WHAT THE TASK ASKS: Only an exact copy of every record counts as an answer.
_ _ _ _ _ _ _
//! Pipeline configuration file
//!
//! JSON, every field optional. Durations are humantime strings:
//! ```json
//! {
//!   "capture": { "angle_count": 12, "retry": { "max_attempts": 4, "initial_delay": "250ms" } },
//!   "oracle": { "retry": { "max_attempts": 6, "max_delay": "10s" } },
//!   "edit": { "max_command_chars": 400 },
//!   "script": { "dialect": "openscad", "unsupported": "skip" },
//!   "telemetry": { "filter": "sculpt=debug", "json": true },
//!   "output_dir": "out"
//! }
//! ```

use std::path::{Path, PathBuf};
use std::time::Duration;

use serde::{Deserialize, Deserializer};

use sculpt_capture::{CaptureConfig, CaptureSettings, MIN_ANGLE_COUNT};
use sculpt_core::{RetryConfig, SculptError, SculptResult};
use sculpt_edit::EditConfig;
use sculpt_oracle::OracleConfig;
use sculpt_script::{Dialect, EmitterConfig, UnsupportedPolicy};

use crate::TelemetryConfig;

/// Stops per revolution when the file does not say
pub const DEFAULT_ANGLE_COUNT: u32 = 8;

fn humantime_opt<'de, D>(d: D) -> Result<Option<Duration>, D::Error>
where
    D: Deserializer<'de>,
{
    let raw: Option<String> = Option::deserialize(d)?;
    raw.map(|s| humantime::parse_duration(&s).map_err(serde::de::Error::custom))
        .transpose()
}

/// Overrides for a [`RetryConfig`]
#[derive(Debug, Clone, Default, PartialEq, Deserialize)]
#[serde(default, deny_unknown_fields)]
pub struct RetrySection {
    pub max_attempts: Option<u32>,
    #[serde(deserialize_with = "humantime_opt")]
    pub initial_delay: Option<Duration>,
    #[serde(deserialize_with = "humantime_opt")]
    pub max_delay: Option<Duration>,
    pub multiplier: Option<f64>,
    pub jitter: Option<bool>,
}

impl RetrySection {
    pub fn apply(&self, mut base: RetryConfig) -> RetryConfig {
        if let Some(n) = self.max_attempts {
            base = base.max_attempts(n);
        }
        if let Some(d) = self.initial_delay {
            base = base.initial_delay(d);
        }
        if let Some(d) = self.max_delay {
            base = base.max_delay(d);
        }
        if let Some(m) = self.multiplier {
            base = base.multiplier(m);
        }
        if let Some(j) = self.jitter {
            base = base.jitter(j);
        }
        base
    }
}

#[derive(Debug, Clone, Default, PartialEq, Deserialize)]
#[serde(default, deny_unknown_fields)]
pub struct CaptureSection {
    pub angle_count: Option<u32>,
    pub retry: RetrySection,
    pub resolution: Option<(u32, u32)>,
    pub zoom: Option<f64>,
    #[serde(deserialize_with = "humantime_opt")]
    pub settle_delay: Option<Duration>,
    /// Directory for `angle_NNN.<ext>` copies of every accepted set
    pub archive_dir: Option<PathBuf>,
}

#[derive(Debug, Clone, Default, PartialEq, Deserialize)]
#[serde(default, deny_unknown_fields)]
pub struct OracleSection {
    pub retry: RetrySection,
    pub reconstruct_prompt: Option<String>,
    pub edit_prompt: Option<String>,
}

#[derive(Debug, Clone, Default, PartialEq, Deserialize)]
#[serde(default, deny_unknown_fields)]
pub struct EditSection {
    pub max_command_chars: Option<usize>,
}

#[derive(Debug, Clone, Default, PartialEq, Deserialize)]
#[serde(default, deny_unknown_fields)]
pub struct ScriptSection {
    pub dialect: Option<Dialect>,
    pub unsupported: Option<UnsupportedPolicy>,
    pub precision: Option<usize>,
}

/// Whole-pipeline configuration
#[derive(Debug, Clone, Default, PartialEq, Deserialize)]
#[serde(default, deny_unknown_fields)]
pub struct PipelineConfig {
    pub capture: CaptureSection,
    pub oracle: OracleSection,
    pub edit: EditSection,
    pub script: ScriptSection,
    pub telemetry: TelemetryConfig,
    /// Where `Session::export` writes scripts and history
    pub output_dir: Option<PathBuf>,
}

impl PipelineConfig {
    pub fn from_json(json: &str) -> SculptResult<Self> {
        let config: PipelineConfig =
            serde_json::from_str(json).map_err(|e| SculptError::Config(e.to_string()))?;
        config.validate()?;
        Ok(config)
    }

    pub fn from_file(path: impl AsRef<Path>) -> SculptResult<Self> {
        let path = path.as_ref();
        let json = std::fs::read_to_string(path)
            .map_err(|e| SculptError::Config(format!("{}: {}", path.display(), e)))?;
        Self::from_json(&json)
    }

    pub fn validate(&self) -> SculptResult<()> {
        if self.angle_count() < MIN_ANGLE_COUNT {
            return Err(SculptError::Config(format!(
                "capture.angle_count must be at least {}",
                MIN_ANGLE_COUNT
            )));
        }
        if let Some(zoom) = self.capture.zoom {
            if !zoom.is_finite() || zoom < 1.0 {
                return Err(SculptError::Config("capture.zoom must be >= 1.0".into()));
            }
        }
        if self.edit.max_command_chars == Some(0) {
            return Err(SculptError::Config("edit.max_command_chars must be positive".into()));
        }
        for (name, retry) in [("capture", &self.capture.retry), ("oracle", &self.oracle.retry)] {
            if retry.max_attempts == Some(0) {
                return Err(SculptError::Config(format!("{}.retry.max_attempts must be positive", name)));
            }
        }
        Ok(())
    }

    pub fn angle_count(&self) -> u32 {
        self.capture.angle_count.unwrap_or(DEFAULT_ANGLE_COUNT)
    }

    pub fn capture_config(&self) -> CaptureConfig {
        let base = CaptureConfig::default();
        let defaults = CaptureSettings::default();
        CaptureConfig {
            retry: self.capture.retry.apply(base.retry),
            settings: CaptureSettings {
                resolution: self.capture.resolution.unwrap_or(defaults.resolution),
                zoom: self.capture.zoom.unwrap_or(defaults.zoom),
                settle_delay: self.capture.settle_delay.unwrap_or(defaults.settle_delay),
            },
        }
    }

    pub fn oracle_config(&self) -> OracleConfig {
        let base = OracleConfig::default();
        OracleConfig {
            retry: self.oracle.retry.apply(base.retry),
            reconstruct_prompt: self.oracle.reconstruct_prompt.clone().unwrap_or(base.reconstruct_prompt),
            edit_prompt: self.oracle.edit_prompt.clone().unwrap_or(base.edit_prompt),
        }
    }

    pub fn edit_config(&self) -> EditConfig {
        let base = EditConfig::default();
        EditConfig {
            max_command_chars: self.edit.max_command_chars.unwrap_or(base.max_command_chars),
        }
    }

    pub fn emitter_config(&self) -> EmitterConfig {
        let base = EmitterConfig::default();
        EmitterConfig {
            dialect: self.script.dialect.unwrap_or(base.dialect),
            unsupported: self.script.unsupported.unwrap_or(base.unsupported),
            precision: self.script.precision.unwrap_or(base.precision),
        }
    }
}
_ _ _ _ _ _ _
EXERCISE SOLUTION:
//! Pipeline configuration file
//!
//! JSON, every field optional. Durations are humantime strings:
//! ```json
//! {
//!   "capture": { "angle_count": 12, "retry": { "max_attempts": 4, "initial_delay": "250ms" } },
//!   "oracle": { "retry": { "max_attempts": 6, "max_delay": "10s" } },
//!   "edit": { "max_command_chars": 400 },
//!   "script": { "dialect": "openscad", "unsupported": "skip" },
//!   "telemetry": { "filter": "sculpt=debug", "json": true },
//!   "output_dir": "out"
//! }
//! ```

use std::path::{Path, PathBuf};
use std::time::Duration;

use serde::{Deserialize, Deserializer};

use sculpt_capture::{CaptureConfig, CaptureSettings, MIN_ANGLE_COUNT};
use sculpt_core::{RetryConfig, SculptError, SculptResult};
use sculpt_edit::EditConfig;
use sculpt_oracle::OracleConfig;
use sculpt_script::{Dialect, EmitterConfig, UnsupportedPolicy};

use crate::TelemetryConfig;

/// Stops per revolution when the file does not say
pub const DEFAULT_ANGLE_COUNT: u32 = 8;

fn humantime_opt<'de, D>(d: D) -> Result<Option<Duration>, D::Error>
where
    D: Deserializer<'de>,
{
    let raw: Option<String> = Option::deserialize(d)?;
    raw.map(|s| humantime::parse_duration(&s).map_err(serde::de::Error::custom))
        .transpose()
}

/// Overrides for a [`RetryConfig`]
#[derive(Debug, Clone, Default, PartialEq, Deserialize)]
#[serde(default, deny_unknown_fields)]
pub struct RetrySection {
    pub max_attempts: Option<u32>,
    #[serde(deserialize_with = "humantime_opt")]
    pub initial_delay: Option<Duration>,
    #[serde(deserialize_with = "humantime_opt")]
    pub max_delay: Option<Duration>,
    pub multiplier: Option<f64>,
    pub jitter: Option<bool>,
}

impl RetrySection {
    pub fn apply(&self, mut base: RetryConfig) -> RetryConfig {
        if let Some(n) = self.max_attempts {
            base = base.max_attempts(n);
        }
        if let Some(d) = self.initial_delay {
            base = base.initial_delay(d);
        }
        if let Some(d) = self.max_delay {
            base = base.max_delay(d);
        }
        if let Some(m) = self.multiplier {
            base = base.multiplier(m);
        }
        if let Some(j) = self.jitter {
            base = base.jitter(j);
        }
        base
    }
}

#[derive(Debug, Clone, Default, PartialEq, Deserialize)]
#[serde(default, deny_unknown_fields)]
pub struct CaptureSection {
    pub angle_count: Option<u32>,
    pub retry: RetrySection,
    pub resolution: Option<(u32, u32)>,
    pub zoom: Option<f64>,
    #[serde(deserialize_with = "humantime_opt")]
    pub settle_delay: Option<Duration>,
    /// Directory for `angle_NNN.<ext>` copies of every accepted set
    pub archive_dir: Option<PathBuf>,
}

#[derive(Debug, Clone, Default, PartialEq, Deserialize)]
#[serde(default, deny_unknown_fields)]
pub struct OracleSection {
    pub retry: RetrySection,
    pub reconstruct_prompt: Option<String>,
    pub edit_prompt: Option<String>,
}

#[derive(Debug, Clone, Default, PartialEq, Deserialize)]
#[serde(default, deny_unknown_fields)]
pub struct EditSection {
    pub max_command_chars: Option<usize>,
}

#[derive(Debug, Clone, Default, PartialEq, Deserialize)]
#[serde(default, deny_unknown_fields)]
pub struct ScriptSection {
    pub dialect: Option<Dialect>,
    pub unsupported: Option<UnsupportedPolicy>,
    pub precision: Option<usize>,
}

/// Whole-pipeline configuration
#[derive(Debug, Clone, Default, PartialEq, Deserialize)]
#[serde(default, deny_unknown_fields)]
pub struct PipelineConfig {
    pub capture: CaptureSection,
    pub oracle: OracleSection,
    pub edit: EditSection,
    pub script: ScriptSection,
    pub telemetry: TelemetryConfig,
    /// Where `Session::export` writes scripts and history
    pub output_dir: Option<PathBuf>,
}

impl PipelineConfig {
    pub fn from_json(json: &str) -> SculptResult<Self> {
        let config: PipelineConfig =
            serde_json::from_str(json).map_err(|e| SculptError::Config(e.to_string()))?;
        config.validate()?;
        Ok(config)
    }

    pub fn from_file(path: impl AsRef<Path>) -> SculptResult<Self> {
        let path = path.as_ref();
        let json = std::fs::read_to_string(path)
            .map_err(|e| SculptError::Config(format!("{}: {}", path.display(), e)))?;
        Self::from_json(&json)
    }

    pub fn validate(&self) -> SculptResult<()> {
        if self.angle_count() < MIN_ANGLE_COUNT {
            return Err(SculptError::Config(format!(
                "capture.angle_count must be at least {}",
                MIN_ANGLE_COUNT
            )));
        }
        if let Some(zoom) = self.capture.zoom {
            if !zoom.is_finite() || zoom < 1.0 {
                return Err(SculptError::Config("capture.zoom must be >= 1.0".into()));
            }
        }
        if self.edit.max_command_chars == Some(0) {
            return Err(SculptError::Config("edit.max_command_chars must be positive".into()));
        }
        for (name, retry) in [("capture", &self.capture.retry), ("oracle", &self.oracle.retry)] {
            if retry.max_attempts == Some(0) {
                return Err(SculptError::Config(format!("{}.retry.max_attempts must be positive", name)));
            }
        }
        Ok(())
    }

    pub fn angle_count(&self) -> u32 {
        self.capture.angle_count.unwrap_or(DEFAULT_ANGLE_COUNT)
    }

    pub fn capture_config(&self) -> CaptureConfig {
        let base = CaptureConfig::default();
        let defaults = CaptureSettings::default();
        CaptureConfig {
            retry: self.capture.retry.apply(base.retry),
            settings: CaptureSettings {
                resolution: self.capture.resolution.unwrap_or(defaults.resolution),
                zoom: self.capture.zoom.unwrap_or(defaults.zoom),
                settle_delay: self.capture.settle_delay.unwrap_or(defaults.settle_delay),
            },
        }
    }

    pub fn oracle_config(&self) -> OracleConfig {
        let base = OracleConfig::default();
        OracleConfig {
            retry: self.oracle.retry.apply(base.retry),
            reconstruct_prompt: self.oracle.reconstruct_prompt.clone().unwrap_or(base.reconstruct_prompt),
            edit_prompt: self.oracle.edit_prompt.clone().unwrap_or(base.edit_prompt),
        }
    }

    pub fn edit_config(&self) -> EditConfig {
        let base = EditConfig::default();
        EditConfig {
            max_command_chars: self.edit.max_command_chars.unwrap_or(base.max_command_chars),
        }
    }

    pub fn emitter_config(&self) -> EmitterConfig {
        let base = EmitterConfig::default();
        EmitterConfig {
            dialect: self.script.dialect.unwrap_or(base.dialect),
            unsupported: self.script.unsupported.unwrap_or(base.unsupported),
            precision: self.script.precision.unwrap_or(base.precision),
        }
    }
}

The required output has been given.